Assistant Professor
Katherine Brunson is an Assistant Professor of Archaeology, affiliated with the departments of East Asian Studies and College of the Environment, at Wesleyan University in Connecticut, USA. She is a zooarchaeologist with a geographical focus on China, specializing in the ritual aspects of animal domestication, ancient DNA, and the origins of pastoralism. She has a particular interest in bone artifact production and is currently researching the origins of Chinese domestic cattle, the relationship between domestic cattle and extinct East Asian wild aurochs.[1]
Dr. Brunson's research also focuses on archaeological collections management and digital data publishing. She is currently co-directing the digital Oracle Bones in East Asia project on Open Context[2] and spearheads the Environmental Archaeology Lab at Wesleyan University.[3]
Academic life
Dr. Katherine Brunson completed her B.A. in Anthropology Magna Cum Laude with Highest Honors at Harvard University in 2008, advised by notable Chinese Archaeologist Rowan Flad (student of Lothar von Falkenhausen), making her the third generation scholar descendant of Kwang-chih Chang. She completed both her M.A. and PhD in Anthropology at UCLA in 2011 and 2015 respectively. Dr. Brunson's PhD was advised by P. Jeffrey Brantingham.

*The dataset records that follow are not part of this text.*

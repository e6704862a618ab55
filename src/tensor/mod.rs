/*
 * @Date         : 2026-02-03
 * @Description  : 张量：对`ndarray`动态维数组的轻量封装。
 *                 约定第0维为批（batch）维，如图像批次的形状为[N, C, H, W]。
 */

use ndarray::{Array, Array2, ArrayD, Axis, Dimension, IxDyn, Slice};
use rand::rngs::StdRng;
use rand::{Rng, SeedableRng};

use crate::errors::SynthError;

mod image;

#[cfg(test)]
mod tests;

/// 定义张量的结构体。其可以是标量、向量、矩阵或更高维度的数组。
#[derive(Debug, Clone, PartialEq)]
pub struct Tensor {
    data: ArrayD<f32>,
}

impl Tensor {
    /// 创建一个张量。`data`的长度必须和`shape`中所有元素的乘积相等。
    ///
    /// # Panics
    /// 若`data`长度与`shape`不符
    pub fn new(data: &[f32], shape: &[usize]) -> Tensor {
        let expected: usize = shape.iter().product();
        assert_eq!(
            data.len(),
            expected,
            "Tensor::new: 数据长度{}与形状{:?}不符",
            data.len(),
            shape
        );
        let data = ArrayD::from_shape_fn(IxDyn(shape), |index| {
            data[flat_index(index.slice(), shape)]
        });
        Tensor { data }
    }

    pub fn from_array(data: ArrayD<f32>) -> Tensor {
        Tensor { data }
    }

    /// 由`[N, features]`矩阵还原出形状为`[N, sample_shape...]`的张量
    pub fn from_matrix(matrix: &Array2<f32>, sample_shape: &[usize]) -> Result<Tensor, SynthError> {
        let features: usize = sample_shape.iter().product();
        if matrix.ncols() != features {
            return Err(SynthError::ShapeMismatch {
                context: "矩阵还原为张量".to_string(),
                expected: sample_shape.to_vec(),
                got: vec![matrix.ncols()],
            });
        }
        let mut shape = Vec::with_capacity(sample_shape.len() + 1);
        shape.push(matrix.nrows());
        shape.extend_from_slice(sample_shape);
        let flat: Vec<f32> = matrix.iter().copied().collect();
        Ok(Tensor::new(&flat, &shape))
    }

    pub fn zeros(shape: &[usize]) -> Tensor {
        Tensor::full(shape, 0.0)
    }

    pub fn ones(shape: &[usize]) -> Tensor {
        Tensor::full(shape, 1.0)
    }

    /// 创建所有元素都为`value`的张量
    pub fn full(shape: &[usize], value: f32) -> Tensor {
        Tensor {
            data: Array::from_elem(IxDyn(shape), value),
        }
    }

    /// 用给定的随机数生成器创建服从正态分布的张量（Box-Muller 变换）
    pub fn normal_with_rng<R: Rng>(mean: f32, std_dev: f32, shape: &[usize], rng: &mut R) -> Tensor {
        let data_len = shape.iter().product::<usize>();
        let mut data = Vec::with_capacity(data_len);

        while data.len() < data_len {
            let u1: f32 = rng.gen_range(0.0..1.0);
            let u2: f32 = rng.gen_range(0.0..1.0);
            let r = (-2.0 * u1.ln()).sqrt();
            let theta = 2.0 * std::f32::consts::PI * u2;
            let z0 = mean + std_dev * r * theta.cos();
            let z1 = mean + std_dev * r * theta.sin();

            if z0.is_finite() {
                data.push(z0);
            }
            if data.len() < data_len && z1.is_finite() {
                data.push(z1);
            }
        }

        Tensor::new(&data, shape)
    }

    /// 用固定种子创建服从正态分布的张量，同一种子总是得到同一张量
    pub fn normal_seeded(mean: f32, std_dev: f32, shape: &[usize], seed: u64) -> Tensor {
        let mut rng = StdRng::seed_from_u64(seed);
        Tensor::normal_with_rng(mean, std_dev, shape, &mut rng)
    }

    /// 沿第0维拼接若干形状相同的样本，得到`[N, sample_shape...]`的批张量
    pub fn stack(samples: &[Tensor]) -> Result<Tensor, SynthError> {
        let first = samples.first().ok_or_else(|| SynthError::ShapeMismatch {
            context: "拼接空的样本列表".to_string(),
            expected: vec![1],
            got: vec![0],
        })?;
        let sample_shape = first.shape().to_vec();
        let mut flat = Vec::with_capacity(first.size() * samples.len());
        for sample in samples {
            if sample.shape() != sample_shape.as_slice() {
                return Err(SynthError::ShapeMismatch {
                    context: "拼接批次样本".to_string(),
                    expected: sample_shape,
                    got: sample.shape().to_vec(),
                });
            }
            flat.extend(sample.data.iter().copied());
        }
        let mut shape = vec![samples.len()];
        shape.extend_from_slice(&sample_shape);
        Ok(Tensor::new(&flat, &shape))
    }
}

/*↓↓↓↓↓↓↓↓↓↓↓↓↓↓↓↓↓↓↓↓↓↓↓↓↓属性↓↓↓↓↓↓↓↓↓↓↓↓↓↓↓↓↓↓↓↓↓↓↓↓↓*/
impl Tensor {
    pub fn shape(&self) -> &[usize] {
        self.data.shape()
    }

    /// 张量的维（dim）数
    pub fn dimension(&self) -> usize {
        self.data.ndim()
    }

    /// 张量中所有元素的数量
    pub fn size(&self) -> usize {
        self.data.len()
    }

    /// 批大小，即第0维的长度（标量视为1）
    pub fn batch_size(&self) -> usize {
        self.shape().first().copied().unwrap_or(1)
    }

    /// 单个样本的形状，即去掉第0维后的形状
    pub fn sample_shape(&self) -> &[usize] {
        let shape = self.shape();
        if shape.is_empty() { shape } else { &shape[1..] }
    }

    pub fn data(&self) -> &ArrayD<f32> {
        &self.data
    }

    pub fn data_mut(&mut self) -> &mut ArrayD<f32> {
        &mut self.data
    }

    /// 是否含有 NaN 元素
    pub fn has_nan(&self) -> bool {
        self.data.iter().any(|x| x.is_nan())
    }

    /// 所有元素的均值（空张量返回 NaN）
    pub fn mean(&self) -> f32 {
        if self.size() == 0 {
            return f32::NAN;
        }
        self.data.iter().sum::<f32>() / self.size() as f32
    }

    pub fn max(&self) -> f32 {
        self.data.iter().copied().fold(f32::NEG_INFINITY, f32::max)
    }

    pub fn min(&self) -> f32 {
        self.data.iter().copied().fold(f32::INFINITY, f32::min)
    }
}
/*↑↑↑↑↑↑↑↑↑↑↑↑↑↑↑↑↑↑↑↑↑↑↑↑↑属性↑↑↑↑↑↑↑↑↑↑↑↑↑↑↑↑↑↑↑↑↑↑↑↑↑*/

/*↓↓↓↓↓↓↓↓↓↓↓↓↓↓↓↓↓↓↓↓↓↓↓↓↓变换↓↓↓↓↓↓↓↓↓↓↓↓↓↓↓↓↓↓↓↓↓↓↓↓↓*/
impl Tensor {
    /// 展平为`[N, features]`矩阵（1维张量视为`[N, 1]`）
    pub fn to_matrix(&self) -> Array2<f32> {
        let rows = self.batch_size();
        let cols = if rows == 0 { 0 } else { self.size() / rows };
        let flat: Vec<f32> = self.data.iter().copied().collect();
        Array2::from_shape_fn((rows, cols), |(i, j)| flat[i * cols + j])
    }

    /// 取出第`index`个样本（去掉批维）
    pub fn sample(&self, index: usize) -> Tensor {
        Tensor {
            data: self.data.index_axis(Axis(0), index).to_owned(),
        }
    }

    /// 取出`[start, end)`区间内的样本，保留批维
    pub fn slice_batch(&self, start: usize, end: usize) -> Tensor {
        Tensor {
            data: self
                .data
                .slice_axis(Axis(0), Slice::from(start..end))
                .to_owned(),
        }
    }

    pub fn map(&self, f: impl Fn(f32) -> f32) -> Tensor {
        Tensor {
            data: self.data.mapv(f),
        }
    }

    pub fn scaled(&self, factor: f32) -> Tensor {
        self.map(|x| x * factor)
    }
}
/*↑↑↑↑↑↑↑↑↑↑↑↑↑↑↑↑↑↑↑↑↑↑↑↑↑变换↑↑↑↑↑↑↑↑↑↑↑↑↑↑↑↑↑↑↑↑↑↑↑↑↑*/

fn flat_index(index: &[usize], shape: &[usize]) -> usize {
    index
        .iter()
        .zip(shape.iter())
        .fold(0, |acc, (&i, &dim)| acc * dim + i)
}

After receiving her PhD in August 2015, she began work as a Postdoctoral Fellow at the Fairbank Center for Chinese Studies, Harvard University until July 2016. Brunson then took up an opportunity for Postdoctoral Fellow at the Brown University, Joukowsky Institute for Archaeology and the Ancient World, before assuming the position of Visiting Assistant Professor of Biomolecular Archaeology until December 2019.
She has been an Assistant Professor of Archaeology and East Asian Studies at Wesleyan University since January 2020.
Contributions
Katherine Brunson's main research focus is in Chinese zooarchaeology and the environmental impacts of animal domestication.[4] Brunson directs Wesleyan's Environmental Archaeology Lab, where she works with undergraduate students on community outreach projects, 3D scanning of Wesleyan's unique collections, and management of Wesleyan's comparative osteology collections.[5]
Recent publications
- Brunson, K. and Lander, B. (2023) ‘Deer and Humans in the Early Farming Communities of the Yellow River Valley: A Symbiotic Relationship’, Human Ecology, 51(4), p. 609.
- Brunson, K. (2022) ‘Cattle and People in China: From the Neolithic to the Present’, Cattle and People: Interdisciplinary Approaches to an Ancient Relationship.
- Brunson, K. (2022) ‘Direct dating of the earliest domesticated cattle and caprines in northwestern China reveals the history of pastoralism in the Gansu-Qinghai region’, Journal of Archaeological Science.
- Brunson, K., Hein, A. and Womack, A. (2021) ‘Complex Pathways Towards Emergent Pastoral Settlements: New Research on the Bronze Age Xindian Culture of Northwest China’, Journal of World Prehistory.
- Brunson, K., Womack, A. and Hein, A. (2021) ‘The Majiayao to Qijia transition: exploring the intersection of technological and social continuity and change’, Asian Archaeology.
- Brunson, K. and Schneider, M. (2020) ‘A History of Pigs in China: From Curious Omnivores to Industrial Pork’, Journal of Asian Studies.
- Flad, R. and Brunson, K. (2020) ‘Zooarchaeology, ancient mtDNA, and radiocarbon dating provide new evidence for the emergence of domestic cattle and caprines in the Tao River Valley of Gansu Province, northwest China’, Journal of Archaeological Science: Reports.